Ngs Data Centers: Storage, Backup, Hardware Etc..
6
13
Entering edit mode
13.5 years ago

Hi all,

I was wondering what kind of infrastructure(s) (hardware, backup...) are currently used by the large sequencing centers (Sanger , etc...).

At this time, the only interesting informations I found are Guy Coates's slides ( http://www.slideshare.net/gcoates ).

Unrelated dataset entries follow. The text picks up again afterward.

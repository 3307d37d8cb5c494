//! Status bar rendering with keybindings and the run outcome

use crate::ui::theme::DEFAULT_THEME;
use ratatui::{
    layout::{Alignment, Constraint, Direction, Layout, Rect},
    style::{Color, Modifier, Style},
    text::{Line, Span},
    widgets::Paragraph,
    Frame,
};

/// Render the status bar at the bottom.
///
/// The badge on the left is green for a successful run and red otherwise;
/// `message` is the first line of the run message or an app notice.
pub fn render_status_bar(frame: &mut Frame, area: Rect, message: &str, success: bool) {
    let layout = Layout::default()
        .direction(Direction::Horizontal)
        .constraints([Constraint::Percentage(55), Constraint::Percentage(45)])
        .split(area);

    let (badge, badge_bg) = if success {
        (" OK ", DEFAULT_THEME.success)
    } else {
        (" FAILED ", DEFAULT_THEME.error)
    };

    let left_spans = vec![
        Span::styled(
            badge,
            Style::default()
                .bg(badge_bg)
                .fg(Color::Black)
                .add_modifier(Modifier::BOLD),
        ),
        Span::styled(
            " | ",
            Style::default()
                .bg(DEFAULT_THEME.current_line_bg)
                .fg(DEFAULT_THEME.comment),
        ),
        Span::styled(
            format!(" {} ", message),
            Style::default()
                .bg(DEFAULT_THEME.current_line_bg)
                .fg(if success { DEFAULT_THEME.fg } else { DEFAULT_THEME.error }),
        ),
    ];

    frame.render_widget(
        Paragraph::new(Line::from(left_spans))
            .style(Style::default().bg(DEFAULT_THEME.current_line_bg))
            .alignment(Alignment::Left),
        layout[0],
    );

    let key_style = Style::default().bg(DEFAULT_THEME.comment).fg(Color::Black);
    let desc_style = Style::default()
        .bg(DEFAULT_THEME.current_line_bg)
        .fg(DEFAULT_THEME.fg);
    let sep_style = Style::default()
        .bg(DEFAULT_THEME.current_line_bg)
        .fg(DEFAULT_THEME.comment);

    let right_spans = vec![
        Span::styled(" ⇥ ", key_style),
        Span::styled(" focus ", desc_style),
        Span::styled("│", sep_style),
        Span::styled(" ", desc_style),
        Span::styled(" ↑/↓ ", key_style),
        Span::styled(" scroll ", desc_style),
        Span::styled("│", sep_style),
        Span::styled(" ", desc_style),
        Span::styled(" r ", key_style),
        Span::styled(" rerun ", desc_style),
        Span::styled("│", sep_style),
        Span::styled(" ", desc_style),
        Span::styled(" q ", key_style),
        Span::styled(" quit ", desc_style),
    ];

    frame.render_widget(
        Paragraph::new(Line::from(right_spans))
            .style(Style::default().bg(DEFAULT_THEME.current_line_bg))
            .alignment(Alignment::Right),
        layout[1],
    );
}
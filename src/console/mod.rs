// Captured console output for one run

/// Append-only buffer standing in for the subject program's standard output
#[derive(Debug, Clone, Default)]
pub struct Console {
    pub writes: Vec<ConsoleWrite>,
}

impl Console {
    pub fn new() -> Self {
        Console { writes: Vec::new() }
    }

    /// Print without newline
    pub fn print(&mut self, text: String, line: usize) {
        if let Some(last) = self.writes.last_mut() {
            if last.line == line && !last.text.ends_with('\n') {
                last.text.push_str(&text);
                return;
            }
        }
        self.writes.push(ConsoleWrite { text, line });
    }

    /// Print followed by a newline
    pub fn println(&mut self, text: String, line: usize) {
        self.print(text + "\n", line);
    }

    /// Everything written so far, verbatim
    pub fn output(&self) -> String {
        self.writes.iter().map(|w| w.text.as_str()).collect()
    }

    /// Output split into display lines, each tagged with the source line
    /// of the write that started it
    pub fn lines(&self) -> Vec<OutputLine> {
        let mut lines = Vec::new();
        let mut pending: Option<OutputLine> = None;
        for write in &self.writes {
            let mut rest = write.text.as_str();
            while let Some(pos) = rest.find('\n') {
                let current = pending.get_or_insert_with(|| OutputLine::empty(write.line));
                current.text.push_str(&rest[..pos]);
                lines.extend(pending.take());
                rest = &rest[pos + 1..];
            }
            if !rest.is_empty() {
                pending
                    .get_or_insert_with(|| OutputLine::empty(write.line))
                    .text
                    .push_str(rest);
            }
        }
        lines.extend(pending);
        lines
    }

    /// Number of completed or partial output lines
    pub fn line_count(&self) -> usize {
        self.lines().len()
    }
}

/// A chunk of output with the source line that produced it
#[derive(Debug, Clone, PartialEq, Eq)]
pub struct ConsoleWrite {
    pub text: String,
    pub line: usize,
}

/// One display line of output
#[derive(Debug, Clone, PartialEq, Eq)]
pub struct OutputLine {
    pub text: String,
    /// Source line of the statement that began this output line
    pub line: usize,
}

impl OutputLine {
    fn empty(line: usize) -> Self {
        OutputLine {
            text: String::new(),
            line,
        }
    }
}
//! Semantic heuristics: unreachable code, naming conventions, unused imports.

use super::{numbered_lines, strip_modifiers, Diagnostics};
use crate::parser::preprocess::SourceUnit;
use crate::parser::scan::{find_matching, ident_at, mask_literals, skip_ws, word_positions};

/// Words that look like a type at the start of a statement but are not
const STATEMENT_KEYWORDS: &[&str] = &[
    "return", "new", "else", "case", "throw", "package", "import", "class", "interface", "enum",
    "extends", "implements", "goto", "assert", "break", "continue",
];

pub(crate) fn check_semantics(unit: &SourceUnit, diags: &mut Diagnostics) {
    let masked = mask_literals(&unit.cleaned);
    check_unreachable(&masked, diags);
    check_naming(&masked, diags);
    check_unused_imports(&masked, diags);
}

/// Lines after a value-returning `return` and before the next brace
fn check_unreachable(masked: &str, diags: &mut Diagnostics) {
    let mut after_return = false;
    for (line_no, line) in numbered_lines(masked) {
        let t = line.trim();
        if after_return {
            if t.contains('}') || t.contains('{') {
                after_return = false;
            } else if !t.is_empty() {
                diags.warning(Some(line_no), "Unreachable code after return statement");
            }
            continue;
        }
        if let Some(rest) = t.strip_prefix("return") {
            let rest = rest.trim_start();
            let returns_value = !rest.is_empty() && !rest.starts_with(';');
            let word_boundary = !t["return".len()..].starts_with(|c: char| c.is_ascii_alphanumeric() || c == '_');
            after_return = returns_value && word_boundary && !t.contains('}');
        }
    }
}

/// Declarations whose variable name starts with an uppercase letter
fn check_naming(masked: &str, diags: &mut Diagnostics) {
    for (line_no, line) in numbered_lines(masked) {
        let (stmt, is_final) = strip_modifiers(line.trim());
        let Some(name) = declared_name(stmt) else {
            continue;
        };
        let constant = is_final
            && name
                .chars()
                .all(|c| c.is_ascii_uppercase() || c.is_ascii_digit() || c == '_');
        if name.starts_with(|c: char| c.is_ascii_uppercase()) && !constant {
            diags.warning(
                Some(line_no),
                format!(
                    "Variable '{}' should start with a lowercase letter (camelCase)",
                    name
                ),
            );
        }
    }
}

/// Name declared by `Type name =`, `Type name;` or `Type name,`
fn declared_name(stmt: &str) -> Option<&str> {
    let ty = ident_at(stmt, 0)?;
    if STATEMENT_KEYWORDS.contains(&ty) {
        return None;
    }
    let mut i = ty.len();
    if stmt[i..].starts_with('<') {
        i = find_matching(stmt, i)? + 1;
    }
    while stmt[i..].starts_with("[]") {
        i += 2;
    }
    let name_at = skip_ws(stmt, i);
    if name_at == i {
        return None;
    }
    let name = ident_at(stmt, name_at)?;
    let rest = stmt[name_at + name.len()..].trim_start();
    let terminated = rest.starts_with(';')
        || rest.starts_with(',')
        || (rest.starts_with('=') && !rest.starts_with("=="));
    terminated.then_some(name)
}

/// `import a.b.Name;` where `Name` never appears outside import lines
fn check_unused_imports(masked: &str, diags: &mut Diagnostics) {
    let is_header = |l: &str| {
        let t = l.trim_start();
        t.starts_with("import ") || t.starts_with("package ")
    };
    let code: String = masked
        .lines()
        .filter(|l| !is_header(l))
        .collect::<Vec<_>>()
        .join("\n");

    for (line_no, line) in numbered_lines(masked) {
        let Some(rest) = line.trim().strip_prefix("import ") else {
            continue;
        };
        let rest = rest.trim_start();
        let rest = rest.strip_prefix("static ").unwrap_or(rest);
        let path = rest.trim_end().trim_end_matches(';').trim();
        if path.ends_with(".*") || path.is_empty() {
            continue;
        }
        let simple = path.rsplit('.').next().unwrap_or(path);
        if word_positions(&code, simple).is_empty() {
            diags.warning(Some(line_no), format!("Unused import '{}'", path));
        }
    }
}
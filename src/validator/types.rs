//! Coarse type checks: declared type versus literal shape, and `length()`
//! called on something that is not a string.

use super::{strip_modifiers, Diagnostics};
use crate::parser::ast::TypeTag;
use crate::parser::preprocess::SourceUnit;
use crate::parser::scan::{
    ident_at, is_ident_char, line_of, literal_end, mask_literals, segments, skip_ws, word_positions,
    SegmentKind,
};

/// Declared types with a string-like `length()` method
const STRING_TYPES: &[&str] = &["String", "StringBuilder", "StringBuffer", "CharSequence"];

/// Name fragments that suggest a string-valued variable
const STRING_HINTS: &[&str] = &["str", "text", "name", "word", "line", "msg", "message", "input"];

/// Literal shape of an initializer expression
#[derive(Debug, Clone, Copy, PartialEq, Eq)]
enum Shape {
    StringLit,
    CharLit,
    BoolLit,
    IntLit,
    DecimalLit,
}

impl Shape {
    fn type_name(self) -> &'static str {
        match self {
            Shape::StringLit => "String",
            Shape::CharLit => "char",
            Shape::BoolLit => "boolean",
            Shape::IntLit => "int",
            Shape::DecimalLit => "double",
        }
    }
}

pub(crate) fn check_types(unit: &SourceUnit, diags: &mut Diagnostics) {
    check_initializers(&unit.cleaned, diags);
    check_length_calls(&unit.cleaned, diags);
}

fn check_initializers(cleaned: &str, diags: &mut Diagnostics) {
    for seg in segments(cleaned, 1) {
        if seg.kind != SegmentKind::Statement {
            continue;
        }
        let (stmt, _) = strip_modifiers(&seg.text);
        let Some(ty) = ident_at(stmt, 0) else {
            continue;
        };
        let tag = TypeTag::parse(ty);
        let checked = tag.is_integral()
            || tag.is_floating()
            || matches!(tag, TypeTag::String | TypeTag::Boolean);
        // Boxed names parse to the same tags but are not checked
        if !checked || !matches!(ty, "int" | "long" | "short" | "byte" | "double" | "float" | "String" | "boolean") {
            continue;
        }

        let name_at = skip_ws(stmt, ty.len());
        if name_at == ty.len() {
            continue;
        }
        let Some(name) = ident_at(stmt, name_at) else {
            continue;
        };
        let rest = stmt[name_at + name.len()..].trim_start();
        let Some(expr) = rest.strip_prefix('=').filter(|r| !r.starts_with('=')) else {
            continue;
        };
        let expr = expr.trim();

        if let Some(found) = incompatible(&tag, expr) {
            diags.error(
                Some(seg.line),
                format!(
                    "Type mismatch: cannot convert from {} to {} in declaration of '{}'",
                    found.type_name(),
                    ty,
                    name
                ),
            );
        }
    }
}

/// Returns the offending literal shape when `expr` cannot initialize `tag`
fn incompatible(tag: &TypeTag, expr: &str) -> Option<Shape> {
    let shape = literal_shape(expr);
    let bad = match (tag, shape) {
        (_, None) => {
            // Not a bare literal; only boolean has an operator-shape rule
            return None;
        }
        (t, Some(s)) if t.is_integral() => {
            matches!(s, Shape::StringLit | Shape::BoolLit | Shape::DecimalLit)
        }
        (t, Some(s)) if t.is_floating() => matches!(s, Shape::StringLit | Shape::BoolLit),
        (TypeTag::String, Some(s)) => s != Shape::StringLit,
        (TypeTag::Boolean, Some(s)) => s != Shape::BoolLit && !is_boolean_expression(expr),
        _ => false,
    };
    if bad {
        shape
    } else {
        None
    }
}

fn is_boolean_expression(expr: &str) -> bool {
    let masked = mask_literals(expr);
    ["==", "!=", "<", ">", "&&", "||", "!"]
        .iter()
        .any(|op| masked.contains(op))
}

fn literal_shape(expr: &str) -> Option<Shape> {
    let bytes = expr.as_bytes();
    match bytes.first()? {
        b'"' if literal_end(bytes, 0) == bytes.len() && bytes.len() >= 2 => {
            return Some(Shape::StringLit)
        }
        b'\'' if literal_end(bytes, 0) == bytes.len() && bytes.len() >= 3 => {
            return Some(Shape::CharLit)
        }
        _ => {}
    }
    if expr == "true" || expr == "false" {
        return Some(Shape::BoolLit);
    }
    let digits = expr.strip_prefix('-').unwrap_or(expr);
    let digits = digits.trim_end_matches(['l', 'L']);
    if !digits.is_empty() && digits.bytes().all(|b| b.is_ascii_digit()) {
        return Some(Shape::IntLit);
    }
    let decimal = expr
        .strip_prefix('-')
        .unwrap_or(expr)
        .trim_end_matches(['f', 'F', 'd', 'D']);
    if let Some((whole, frac)) = decimal.split_once('.') {
        if !whole.is_empty()
            && whole.bytes().all(|b| b.is_ascii_digit())
            && frac.bytes().all(|b| b.is_ascii_digit())
        {
            return Some(Shape::DecimalLit);
        }
    }
    None
}

/// `x.length()` where `x` is neither declared as a string type nor named like one
fn check_length_calls(cleaned: &str, diags: &mut Diagnostics) {
    let masked = mask_literals(cleaned);
    let mut from = 0;
    while let Some(rel) = masked[from..].find(".length") {
        let dot = from + rel;
        from = dot + 1;
        let after = skip_ws(&masked, dot + ".length".len());
        if !masked[after..].starts_with('(') {
            continue; // array `.length` field
        }
        let receiver_start = masked[..dot]
            .char_indices()
            .rev()
            .find(|&(_, c)| !is_ident_char(c))
            .map(|(i, c)| i + c.len_utf8())
            .unwrap_or(0);
        let receiver = &masked[receiver_start..dot];
        if ident_at(receiver, 0) != Some(receiver) {
            continue; // literal, call result, etc.
        }
        if is_string_like_name(receiver) || declared_as_string(&masked, receiver) {
            continue;
        }
        diags.error(
            Some(line_of(cleaned, dot)),
            format!(
                "Cannot call length() on '{}': it is not declared as a String",
                receiver
            ),
        );
    }
}

fn is_string_like_name(name: &str) -> bool {
    let lower = name.to_ascii_lowercase();
    lower == "s" || STRING_HINTS.iter().any(|h| lower.contains(h))
}

fn declared_as_string(masked: &str, name: &str) -> bool {
    word_positions(masked, name).into_iter().any(|at| {
        let before = masked[..at].trim_end();
        let prev = before
            .rsplit(|c: char| !is_ident_char(c))
            .next()
            .unwrap_or("");
        STRING_TYPES.contains(&prev)
    })
}

#[cfg(test)]
mod tests {
    use super::*;

    fn run(src: &str) -> Diagnostics {
        let mut diags = Diagnostics::new();
        check_types(&SourceUnit::new(src), &mut diags);
        diags
    }

    #[test]
    fn test_literal_shapes() {
        assert_eq!(literal_shape("\"hi\""), Some(Shape::StringLit));
        assert_eq!(literal_shape("'c'"), Some(Shape::CharLit));
        assert_eq!(literal_shape("-42"), Some(Shape::IntLit));
        assert_eq!(literal_shape("10L"), Some(Shape::IntLit));
        assert_eq!(literal_shape("3.5f"), Some(Shape::DecimalLit));
        assert_eq!(literal_shape("\"a\" + b"), None);
        assert_eq!(literal_shape("x + 1"), None);
    }

    #[test]
    fn test_boolean_initializers() {
        let diags = run("class A { void f() {\n boolean a = true;\n boolean b = x < 3 && y;\n boolean c = \"yes\";\n } }");
        assert_eq!(diags.errors.len(), 1);
        assert_eq!(diags.errors[0].line, Some(4));
        assert!(diags.errors[0].message.contains("from String to boolean"));
    }

    #[test]
    fn test_numeric_and_string_initializers() {
        let diags = run("class A { void f() {\n int a = \"5\";\n int b = 2.5;\n double c = 3;\n String d = 7;\n String e = \"ok\" + 1;\n } }");
        let lines: Vec<_> = diags.errors.iter().map(|d| d.line).collect();
        assert_eq!(lines, vec![Some(2), Some(3), Some(5)]);
    }

    #[test]
    fn test_length_on_non_string() {
        let diags = run("class A { void f() {\n int count = 3;\n int n = count.length();\n String word = \"x\";\n int m = word.length();\n int k = arr.length;\n } }");
        assert_eq!(diags.errors.len(), 1);
        assert_eq!(diags.errors[0].line, Some(3));
        assert!(diags.errors[0].message.contains("'count'"));
    }

    #[test]
    fn test_length_on_declared_string() {
        let diags = run("class A { void f(String p) {\n int n = p.length();\n } }");
        assert!(diags.errors.is_empty(), "{:?}", diags.errors);
    }
}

Any hint would be appreciated.

(Community wiki)

next-gen sequencing data • 7.4k views
ADD COMMENT
8
Entering edit mode
13.5 years ago

Yes indeed, the kilokluster is not used anymore. the new clusters at UCSC are called swarm, encodek and memk. Swarm is the only interesting cluster here, with something around 1000 CPUs on ~ 250 nodes, built in part by clusterguys

The key part of all clusters here is a 250 TB IBM GPFS filesystem. GPFS costs money but it sits in the kernel and has been designed from the start for distributed operation. I don't know how it works and where the caching servers are located, I can only say that it is extremely fast. Way faster in distributed mode than ZFS, and even the metadata information arrives on time. The network links are normal 1 GB ethernet from what I know. Big clusters cannot use NFS at all, to my knowledge.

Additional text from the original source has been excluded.